WHAT YOU NEED TO DO: Scan the entries below for the string "crosses" and copy every line where it turns up.
------ DATASET ------
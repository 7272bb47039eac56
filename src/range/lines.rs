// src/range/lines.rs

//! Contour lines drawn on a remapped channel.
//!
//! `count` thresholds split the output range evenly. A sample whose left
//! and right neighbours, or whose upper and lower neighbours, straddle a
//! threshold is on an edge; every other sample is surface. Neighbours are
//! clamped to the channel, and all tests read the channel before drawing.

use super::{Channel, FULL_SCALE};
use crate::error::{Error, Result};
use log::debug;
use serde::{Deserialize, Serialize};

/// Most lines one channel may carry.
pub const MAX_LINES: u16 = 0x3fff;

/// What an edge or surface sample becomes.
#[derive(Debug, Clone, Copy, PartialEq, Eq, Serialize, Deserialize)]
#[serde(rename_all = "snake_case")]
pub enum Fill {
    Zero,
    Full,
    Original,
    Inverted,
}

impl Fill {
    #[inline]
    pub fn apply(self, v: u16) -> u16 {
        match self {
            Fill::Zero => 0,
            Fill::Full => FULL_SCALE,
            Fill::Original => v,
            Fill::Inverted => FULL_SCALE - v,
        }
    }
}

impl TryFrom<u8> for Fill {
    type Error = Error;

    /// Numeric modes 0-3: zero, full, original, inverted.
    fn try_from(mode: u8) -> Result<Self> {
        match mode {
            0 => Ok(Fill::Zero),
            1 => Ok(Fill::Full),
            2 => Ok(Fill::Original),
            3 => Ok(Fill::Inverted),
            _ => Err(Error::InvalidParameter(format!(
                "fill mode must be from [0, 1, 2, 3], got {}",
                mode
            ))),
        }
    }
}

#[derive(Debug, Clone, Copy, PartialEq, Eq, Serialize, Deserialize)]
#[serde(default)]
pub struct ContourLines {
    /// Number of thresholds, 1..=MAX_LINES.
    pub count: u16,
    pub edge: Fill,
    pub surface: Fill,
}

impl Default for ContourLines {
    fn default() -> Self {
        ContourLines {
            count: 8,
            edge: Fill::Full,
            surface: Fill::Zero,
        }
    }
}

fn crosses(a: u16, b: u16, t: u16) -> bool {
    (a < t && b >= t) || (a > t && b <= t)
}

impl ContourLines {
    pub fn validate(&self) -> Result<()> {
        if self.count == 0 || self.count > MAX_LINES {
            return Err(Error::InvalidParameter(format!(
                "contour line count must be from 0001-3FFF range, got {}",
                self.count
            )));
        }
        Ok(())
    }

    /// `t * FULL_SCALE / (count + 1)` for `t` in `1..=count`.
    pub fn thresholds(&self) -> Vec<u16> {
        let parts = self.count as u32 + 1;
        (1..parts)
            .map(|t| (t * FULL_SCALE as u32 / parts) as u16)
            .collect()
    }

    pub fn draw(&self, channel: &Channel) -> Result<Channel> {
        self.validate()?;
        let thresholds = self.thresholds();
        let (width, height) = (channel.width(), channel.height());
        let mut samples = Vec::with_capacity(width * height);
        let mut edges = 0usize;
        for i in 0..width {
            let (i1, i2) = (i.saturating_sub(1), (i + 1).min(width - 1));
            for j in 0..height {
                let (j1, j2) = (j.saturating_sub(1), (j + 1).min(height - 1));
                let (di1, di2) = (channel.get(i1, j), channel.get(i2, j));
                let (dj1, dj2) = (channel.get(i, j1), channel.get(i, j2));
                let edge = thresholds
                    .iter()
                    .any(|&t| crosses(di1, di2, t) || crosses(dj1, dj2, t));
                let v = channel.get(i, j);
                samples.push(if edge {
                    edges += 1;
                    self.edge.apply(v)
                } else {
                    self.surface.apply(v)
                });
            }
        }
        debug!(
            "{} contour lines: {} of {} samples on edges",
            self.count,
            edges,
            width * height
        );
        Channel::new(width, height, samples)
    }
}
------
------ DATASET ------
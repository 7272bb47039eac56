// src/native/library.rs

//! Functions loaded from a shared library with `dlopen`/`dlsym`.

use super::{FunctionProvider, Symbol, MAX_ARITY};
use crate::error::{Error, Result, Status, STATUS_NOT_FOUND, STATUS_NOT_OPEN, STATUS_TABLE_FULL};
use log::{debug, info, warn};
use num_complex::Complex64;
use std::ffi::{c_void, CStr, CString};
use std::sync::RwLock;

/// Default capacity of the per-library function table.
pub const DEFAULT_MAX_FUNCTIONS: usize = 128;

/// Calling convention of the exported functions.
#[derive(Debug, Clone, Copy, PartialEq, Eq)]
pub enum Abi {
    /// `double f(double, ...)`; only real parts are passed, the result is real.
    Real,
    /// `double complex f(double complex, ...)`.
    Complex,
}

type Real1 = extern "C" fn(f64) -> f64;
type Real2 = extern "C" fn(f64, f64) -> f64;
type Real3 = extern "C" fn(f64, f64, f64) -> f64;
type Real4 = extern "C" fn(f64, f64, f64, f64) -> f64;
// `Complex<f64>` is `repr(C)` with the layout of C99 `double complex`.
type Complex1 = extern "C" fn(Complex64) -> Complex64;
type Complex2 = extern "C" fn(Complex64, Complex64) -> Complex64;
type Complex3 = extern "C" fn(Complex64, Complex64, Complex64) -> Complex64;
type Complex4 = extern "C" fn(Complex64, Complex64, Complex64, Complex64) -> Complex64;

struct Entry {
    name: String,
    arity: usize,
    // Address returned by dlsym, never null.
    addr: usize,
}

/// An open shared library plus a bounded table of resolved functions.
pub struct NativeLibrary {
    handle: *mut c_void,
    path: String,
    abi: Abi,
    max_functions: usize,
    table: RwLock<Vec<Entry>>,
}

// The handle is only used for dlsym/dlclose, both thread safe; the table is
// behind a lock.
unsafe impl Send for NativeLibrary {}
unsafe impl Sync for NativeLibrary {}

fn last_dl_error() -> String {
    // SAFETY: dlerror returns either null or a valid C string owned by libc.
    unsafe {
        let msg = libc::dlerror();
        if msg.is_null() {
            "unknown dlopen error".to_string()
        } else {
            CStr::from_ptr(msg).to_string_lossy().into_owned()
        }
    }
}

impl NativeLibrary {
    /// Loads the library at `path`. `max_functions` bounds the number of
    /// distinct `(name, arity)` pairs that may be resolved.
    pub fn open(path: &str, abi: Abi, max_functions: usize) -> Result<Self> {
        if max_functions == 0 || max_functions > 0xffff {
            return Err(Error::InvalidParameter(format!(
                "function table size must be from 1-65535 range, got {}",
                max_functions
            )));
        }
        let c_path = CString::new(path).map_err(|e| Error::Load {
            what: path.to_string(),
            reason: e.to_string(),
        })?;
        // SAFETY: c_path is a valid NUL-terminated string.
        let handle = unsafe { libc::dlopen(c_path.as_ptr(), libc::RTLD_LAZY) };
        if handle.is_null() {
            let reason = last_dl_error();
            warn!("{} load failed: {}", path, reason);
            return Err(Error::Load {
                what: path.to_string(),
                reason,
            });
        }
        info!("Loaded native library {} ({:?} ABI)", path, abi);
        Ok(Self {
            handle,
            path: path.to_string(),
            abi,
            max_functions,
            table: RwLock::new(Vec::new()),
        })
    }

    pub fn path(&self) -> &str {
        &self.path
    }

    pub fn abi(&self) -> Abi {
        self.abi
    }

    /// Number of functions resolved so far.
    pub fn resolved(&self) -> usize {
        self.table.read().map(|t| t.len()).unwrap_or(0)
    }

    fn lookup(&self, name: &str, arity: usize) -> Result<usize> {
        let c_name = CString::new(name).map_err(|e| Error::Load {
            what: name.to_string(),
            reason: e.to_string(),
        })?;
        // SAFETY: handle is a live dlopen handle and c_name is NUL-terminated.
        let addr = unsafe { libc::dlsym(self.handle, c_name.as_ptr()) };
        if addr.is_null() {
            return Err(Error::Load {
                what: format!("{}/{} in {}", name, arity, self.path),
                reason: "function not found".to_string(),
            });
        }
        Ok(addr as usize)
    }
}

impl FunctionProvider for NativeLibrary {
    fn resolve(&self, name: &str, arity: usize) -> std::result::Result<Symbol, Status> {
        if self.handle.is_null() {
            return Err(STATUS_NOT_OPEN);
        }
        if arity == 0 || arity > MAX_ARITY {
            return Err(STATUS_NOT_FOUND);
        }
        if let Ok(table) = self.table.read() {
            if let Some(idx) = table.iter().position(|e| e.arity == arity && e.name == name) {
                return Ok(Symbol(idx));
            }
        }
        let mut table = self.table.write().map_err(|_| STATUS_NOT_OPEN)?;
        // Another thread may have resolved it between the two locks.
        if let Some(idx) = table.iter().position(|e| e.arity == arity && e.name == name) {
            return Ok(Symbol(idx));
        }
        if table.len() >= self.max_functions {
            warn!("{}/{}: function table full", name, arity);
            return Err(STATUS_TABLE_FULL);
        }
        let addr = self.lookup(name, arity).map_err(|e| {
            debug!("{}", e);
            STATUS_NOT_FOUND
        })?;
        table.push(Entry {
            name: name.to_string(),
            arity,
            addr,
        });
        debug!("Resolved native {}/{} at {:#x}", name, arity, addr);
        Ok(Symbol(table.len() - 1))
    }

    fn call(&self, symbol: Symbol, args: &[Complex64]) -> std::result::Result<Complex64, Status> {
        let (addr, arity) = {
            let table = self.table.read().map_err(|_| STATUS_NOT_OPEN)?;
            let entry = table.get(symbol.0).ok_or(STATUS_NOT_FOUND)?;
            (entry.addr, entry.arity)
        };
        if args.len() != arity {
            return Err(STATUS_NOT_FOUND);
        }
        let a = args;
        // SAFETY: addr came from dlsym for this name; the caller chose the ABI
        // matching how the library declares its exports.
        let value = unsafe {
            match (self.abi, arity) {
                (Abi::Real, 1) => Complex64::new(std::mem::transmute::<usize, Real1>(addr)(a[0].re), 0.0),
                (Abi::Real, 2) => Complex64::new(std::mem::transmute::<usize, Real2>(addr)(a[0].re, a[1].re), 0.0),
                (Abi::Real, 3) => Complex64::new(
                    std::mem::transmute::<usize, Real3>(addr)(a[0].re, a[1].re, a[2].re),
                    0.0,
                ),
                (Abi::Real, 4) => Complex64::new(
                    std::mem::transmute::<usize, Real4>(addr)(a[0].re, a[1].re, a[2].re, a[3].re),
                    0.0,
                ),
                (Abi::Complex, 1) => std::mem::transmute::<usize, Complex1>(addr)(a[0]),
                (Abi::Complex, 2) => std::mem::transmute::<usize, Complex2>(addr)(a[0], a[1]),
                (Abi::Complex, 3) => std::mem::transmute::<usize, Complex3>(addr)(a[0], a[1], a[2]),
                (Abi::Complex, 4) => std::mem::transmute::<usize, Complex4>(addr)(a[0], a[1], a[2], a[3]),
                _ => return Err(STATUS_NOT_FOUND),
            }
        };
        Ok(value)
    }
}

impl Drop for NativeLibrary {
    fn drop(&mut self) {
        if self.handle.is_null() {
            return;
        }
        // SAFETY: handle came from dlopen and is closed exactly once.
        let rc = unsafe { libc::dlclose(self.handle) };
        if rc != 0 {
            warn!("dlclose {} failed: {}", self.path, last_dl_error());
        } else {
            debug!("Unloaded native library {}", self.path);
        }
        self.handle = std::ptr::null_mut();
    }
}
------
EXERCISE SOLUTION:
fn crosses(a: u16, b: u16, t: u16) -> bool {
                    .any(|&t| crosses(di1, di2, t) || crosses(dj1, dj2, t));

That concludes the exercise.